Date
Octobor 31,2014
Venue
JL104
Time
12:30PM
Speaker
Prof. Bruce Fouke Director, Roy J. Carver Biotechnology Center and Professor of Geology, Microbiology and the Institute for Genomic Biology University of Illinois Urbana-Champaign, USA
The enhanced production of unconventional hydrocarbons, the mitigation of biosouring, and the advancement of carbon capture and storage, now combine to create significant financial and technical challenges to the global oil and gas industry. Emerging and especially promising Geobiology approaches to these issues include utilization of the physical and biogeochemical activity of microorganisms that inhabit deeply buried hydrocarbon reservoirs.

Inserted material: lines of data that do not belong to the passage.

#[cfg(test)]
mod tests {
    use super::*;

    const EPS: f64 = 1e-9;

    #[test]
    fn progress_clamps_and_is_monotone() {
        // Container taller than the viewport: ordinary interpolation.
        assert!((scroll_progress(0.0, 3000.0, 1000.0)).abs() < EPS);
        assert!((scroll_progress(-1000.0, 3000.0, 1000.0) - 0.5).abs() < EPS);
        assert!((scroll_progress(-2000.0, 3000.0, 1000.0) - 1.0).abs() < EPS);
        // Out of range clamps rather than extrapolates.
        assert_eq!(scroll_progress(500.0, 3000.0, 1000.0), 0.0);
        assert_eq!(scroll_progress(-9000.0, 3000.0, 1000.0), 1.0);
        // Monotone in -top.
        let mut prev = -1.0;
        for i in 0..=100 {
            let top = -(i as f64) * 25.0;
            let p = scroll_progress(top, 3000.0, 1000.0);
            assert!(p >= prev);
            prev = p;
        }
    }

    #[test]
    fn progress_degenerate_container_is_finite() {
        // Container shorter than the viewport must not divide by <= 0.
        let below = scroll_progress(50.0, 400.0, 1000.0);
        let above = scroll_progress(-50.0, 400.0, 1000.0);
        assert!(below.is_finite() && above.is_finite());
        assert_eq!(below, 0.0);
        assert_eq!(above, 1.0);
        // Exactly viewport-sized is the same degenerate case.
        assert_eq!(scroll_progress(0.0, 1000.0, 1000.0), 0.0);
    }

    #[test]
    fn smoothstep_properties() {
        assert_eq!(smoothstep(0.0), 0.0);
        assert_eq!(smoothstep(1.0), 1.0);
        assert!((smoothstep(0.5) - 0.5).abs() < EPS);
        // Clamped outside [0, 1].
        assert_eq!(smoothstep(-2.0), 0.0);
        assert_eq!(smoothstep(2.0), 1.0);
        let mut prev = -1.0;
        for i in 0..=100 {
            let v = smoothstep(i as f64 / 100.0);
            assert!(v >= prev);
            prev = v;
        }
    }

    #[test]
    fn windows_partition_unit_range_by_weight() {
        let kinds = [StepKind::Heading, StepKind::Card, StepKind::Line];
        let (s0, e0) = window_of(0, &kinds);
        let (s1, e1) = window_of(1, &kinds);
        let (s2, e2) = window_of(2, &kinds);
        assert_eq!(s0, 0.0);
        assert!((e0 - s1).abs() < EPS);
        assert!((e1 - s2).abs() < EPS);
        assert!((e2 - 1.0).abs() < EPS);
        // Heading window (0.8) is wider than the card window (0.6).
        assert!(e0 - s0 > e1 - s1);
    }

    #[test]
    fn slide_steps_enter_hold_and_exit() {
        let kinds = [StepKind::Card, StepKind::Card, StepKind::Card];
        let (s1, e1) = window_of(1, &kinds);

        // Before its window: hidden on the entry side.
        let before = slide_style(s1 - 0.01, &kinds, 1);
        assert!(before.hidden);
        assert!(before.translate_x > 0.0);

        // Mid-window: fully resting.
        let held = slide_style((s1 + e1) / 2.0, &kinds, 1);
        assert_eq!(held.opacity, 1.0);
        assert_eq!(held.translate_x, 0.0);
        assert_eq!(held.scale, 1.0);

        // While item 2 eases in, item 1 eases out toward the exit side.
        let leaving = slide_style(e1 + 0.01, &kinds, 1);
        assert!(leaving.opacity < 1.0);
        assert!(leaving.translate_x < 0.0);
        assert!(!leaving.hidden);

        // Long gone: hidden on the exit side.
        let gone = slide_style(1.0, &kinds, 1);
        assert!(gone.hidden);
        assert!(gone.translate_x < 0.0);
    }

    #[test]
    fn slide_entry_is_smoothstepped() {
        let kinds = [StepKind::Card, StepKind::Card];
        let (s1, e1) = window_of(1, &kinds);
        let entry_len = 0.15 * (e1 - s1);
        let half = slide_style(s1 + entry_len / 2.0, &kinds, 1);
        // Smoothstep(0.5) = 0.5 exactly at the entry midpoint.
        assert!((half.opacity - 0.5).abs() < 1e-6);
    }

    #[test]
    fn last_slide_item_holds_without_exit() {
        let kinds = [StepKind::Heading, StepKind::Card];
        let style = slide_style(1.0, &kinds, 1);
        assert_eq!(style.opacity, 1.0);
        assert!(!style.hidden);
    }

    #[test]
    fn pinned_kind_never_exits() {
        let kinds = [StepKind::Video, StepKind::Card];
        let (_, e0) = window_of(0, &kinds);
        let style = slide_style(e0 + 0.1, &kinds, 0);
        assert_eq!(style.opacity, 1.0);
        assert!(!style.hidden);
    }

    #[test]
    fn glide_drifts_diagonally_with_edge_fades() {
        let kinds = [StepKind::Climb];
        let start = slide_style(0.0, &kinds, 0);
        assert_eq!(start.opacity, 0.0);
        let mid = slide_style(0.5, &kinds, 0);
        assert_eq!(mid.opacity, 1.0);
        assert!((mid.translate_x).abs() < EPS);
        assert!((mid.translate_y).abs() < EPS);
        let late = slide_style(0.75, &kinds, 0);
        assert!(late.translate_x > 0.0);
        assert!(late.translate_y < 0.0);
    }

    #[test]
    fn stack_depth_scales_and_hides() {
        // At progress 0, card 0 is frontmost and card 3 is out of the stack.
        let front = stack_style(0.0, 0, 6);
        assert_eq!(front.scale, 1.0);
        assert_eq!(front.opacity, 1.0);
        let second = stack_style(0.0, 1, 6);
        assert!(second.scale < 1.0);
        assert!(second.opacity < 1.0);
        assert!(stack_style(0.0, 3, 6).hidden);
    }

    #[test]
    fn stack_passed_cards_clip_out_and_last_pins() {
        // Progress 1 puts the last card in front; earlier cards are wiped.
        let wiped = stack_style(1.0, 0, 6);
        assert!(wiped.hidden);
        assert_eq!(wiped.clip_right, Some(100.0));
        let pinned = stack_style(1.0, 5, 6);
        assert_eq!(pinned, ItemStyle::resting());
        // Past the last card's slot it still pins.
        let mid_wipe = stack_style(0.1, 0, 6);
        assert!(!mid_wipe.hidden);
        assert!(mid_wipe.clip_right.unwrap() > 0.0);
        assert!(mid_wipe.translate_x < 0.0);
    }

    #[test]
    fn stack_active_index_rounds_to_nearest() {
        assert_eq!(stack_active_index(0.0, 6), 0);
        assert_eq!(stack_active_index(1.0, 6), 5);
        assert_eq!(stack_active_index(0.5, 6), 3);
        assert_eq!(stack_active_index(0.5, 0), 0);
    }

    #[test]
    fn active_section_first_match_wins_and_gaps_retain() {
        let sections = [
            ("home", 0.0, 800.0),
            ("journey", 800.0, 1200.0),
            ("about", 2500.0, 700.0),
        ];
        assert_eq!(active_section(0.0, &sections, "home"), "home");
        // scroll_y 750 + 100 bias lands inside "journey".
        assert_eq!(active_section(750.0, &sections, "home"), "journey");
        // Probe in the gap between journey and about keeps the old value.
        assert_eq!(active_section(2100.0, &sections, "journey"), "journey");
        assert_eq!(active_section(2450.0, &sections, "journey"), "about");
        // Range end is exclusive.
        assert_eq!(active_section(700.0, &sections, "home"), "journey");
    }

    #[test]
    fn section_through_progress_clamps() {
        assert_eq!(section_through_progress(1000.0, 2000.0, 1000.0), 0.0);
        assert_eq!(section_through_progress(-2000.0, 2000.0, 1000.0), 1.0);
        let mid = section_through_progress(500.0, 2000.0, 1000.0);
        assert!(mid > 0.0 && mid < 1.0);
        // Degenerate span never divides by zero.
        assert_eq!(section_through_progress(0.0, 0.0, 0.0), 0.0);
    }
}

We will evaluate the most recent advances in: (1) extracting microbes from core and subsurface fluids; (2) determining the biodiversity and metabolic activity of the deep microbial biosphere using genome-enabled molecular techniques; (3) determining biogeochemical capabilities from enrichment cultures of subsurface microorganisms; (4) tracking microbe-water-rock-oil interactions in real-time using advanced experimental microfluidics; (5) quantitatively linking reservoir sedimentology, stratigraphy, mineralogy, and burial and migration history with the molecular and biogeochemical microbiology analyses; and (6) establishing a theoretical and practical framework for future field-scale strategies.